* Exercise
Say how many lines in the records contain the string "PolicyTable". Nothing but the number should be given.

[Saved data entries]

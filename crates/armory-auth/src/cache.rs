//! Per-role capability cache.
//!
//! Building a [`Capabilities`] matrix is cheap but not free, and the same
//! few roles are asked about on every render. [`CapabilityCache`] builds each
//! role's matrix once and hands out shared `Arc`s.
//!
//! # Concurrency
//!
//! Two threads that miss on the same role at the same moment both build
//! the matrix; the first insert wins and the other copy is dropped.
//! Building is deterministic, so this is wasted work, never a different
//! answer.
//!
//! # Redefinition
//!
//! A cache is bound to one [`PolicyTable`] for its whole life. To change
//! policy, build a new cache (or a new [`Evaluator`](crate::Evaluator)).
//! Matrices are never patched in place.

use crate::capability::Capabilities;
use crate::policy::PolicyTable;
use armory_types::Role;
use parking_lot::RwLock;
use std::collections::HashMap;
use std::sync::{Arc, LazyLock};

static BUILTIN: LazyLock<Arc<CapabilityCache>> =
    LazyLock::new(|| Arc::new(CapabilityCache::new(PolicyTable::builtin())));

/// Lazily built capability matrices keyed by [`Role`].
#[derive(Debug)]
pub struct CapabilityCache {
    table: Arc<PolicyTable>,
    built: RwLock<HashMap<Role, Arc<Capabilities>>>,
}

impl CapabilityCache {
    /// Creates an empty cache over `table`.
    #[must_use]
    pub fn new(table: PolicyTable) -> Self {
        Self {
            table: Arc::new(table),
            built: RwLock::new(HashMap::with_capacity(Role::ALL.len())),
        }
    }

    /// Process-wide cache over [`PolicyTable::builtin`].
    #[must_use]
    pub fn builtin() -> Arc<Self> {
        Arc::clone(&BUILTIN)
    }

    /// The policy this cache was built from.
    #[must_use]
    pub fn table(&self) -> &PolicyTable {
        &self.table
    }

    /// Matrix for `role`, building it on first use.
    #[must_use]
    pub fn get(&self, role: Role) -> Arc<Capabilities> {
        if let Some(caps) = self.built.read().get(&role) {
            return Arc::clone(caps);
        }

        let caps = Arc::new(self.table.capabilities(role));
        tracing::debug!(role = %role, "capability matrix built");

        let mut built = self.built.write();
        Arc::clone(built.entry(role).or_insert(caps))
    }

    /// Builds every role's matrix up front.
    pub fn warm(&self) {
        for role in Role::ALL {
            let _ = self.get(role);
        }
    }

    /// Number of roles with a built matrix.
    #[must_use]
    pub fn len(&self) -> usize {
        self.built.read().len()
    }

    /// Returns `true` if no matrix has been built yet.
    #[must_use]
    pub fn is_empty(&self) -> bool {
        self.built.read().is_empty()
    }
}

/// Capability matrix for `role` under the builtin policy.
///
/// # Example
///
/// ```
/// use armory_auth::capabilities_for;
/// use armory_types::{Action, EntityType, Role};
///
/// // Show the "Add item" button?
/// assert!(capabilities_for(Role::Member).permits_any_scope(EntityType::Item, Action::Create));
/// assert!(!capabilities_for(Role::Pending).permits_any_scope(EntityType::Item, Action::Create));
/// ```
#[must_use]
pub fn capabilities_for(role: Role) -> Arc<Capabilities> {
    BUILTIN.get(role)
}

#[cfg(test)]
mod tests {
    use super::*;

    #[test]
    fn get_builds_once_and_shares() {
        let cache = CapabilityCache::new(PolicyTable::builtin());
        assert!(cache.is_empty());

        let a = cache.get(Role::Member);
        let b = cache.get(Role::Member);
        assert!(Arc::ptr_eq(&a, &b));
        assert_eq!(cache.len(), 1);
    }

    #[test]
    fn warm_builds_every_role() {
        let cache = CapabilityCache::new(PolicyTable::builtin());
        cache.warm();
        assert_eq!(cache.len(), Role::ALL.len());
        for role in Role::ALL {
            assert_eq!(cache.get(role).role(), role);
        }
    }

    #[test]
    fn cached_matches_fresh_build() {
        let table = PolicyTable::builtin();
        let cache = CapabilityCache::new(table.clone());
        for role in Role::ALL {
            assert_eq!(*cache.get(role), table.capabilities(role));
        }
    }

    #[test]
    fn builtin_cache_is_shared() {
        assert!(Arc::ptr_eq(
            &CapabilityCache::builtin(),
            &CapabilityCache::builtin()
        ));
        assert_eq!(capabilities_for(Role::Editor).role(), Role::Editor);
    }

    #[test]
    fn concurrent_misses_converge() {
        let cache = Arc::new(CapabilityCache::new(PolicyTable::builtin()));
        let results: Vec<Arc<Capabilities>> = std::thread::scope(|s| {
            let handles: Vec<_> = (0..8)
                .map(|_| {
                    let cache = Arc::clone(&cache);
                    s.spawn(move || cache.get(Role::Admin))
                })
                .collect();
            handles
                .into_iter()
                .map(|h| h.join().expect("thread should not panic"))
                .collect()
        });

        assert_eq!(cache.len(), 1);
        let first = cache.get(Role::Admin);
        for caps in results {
            assert_eq!(*caps, *first);
        }
    }
}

* Result
11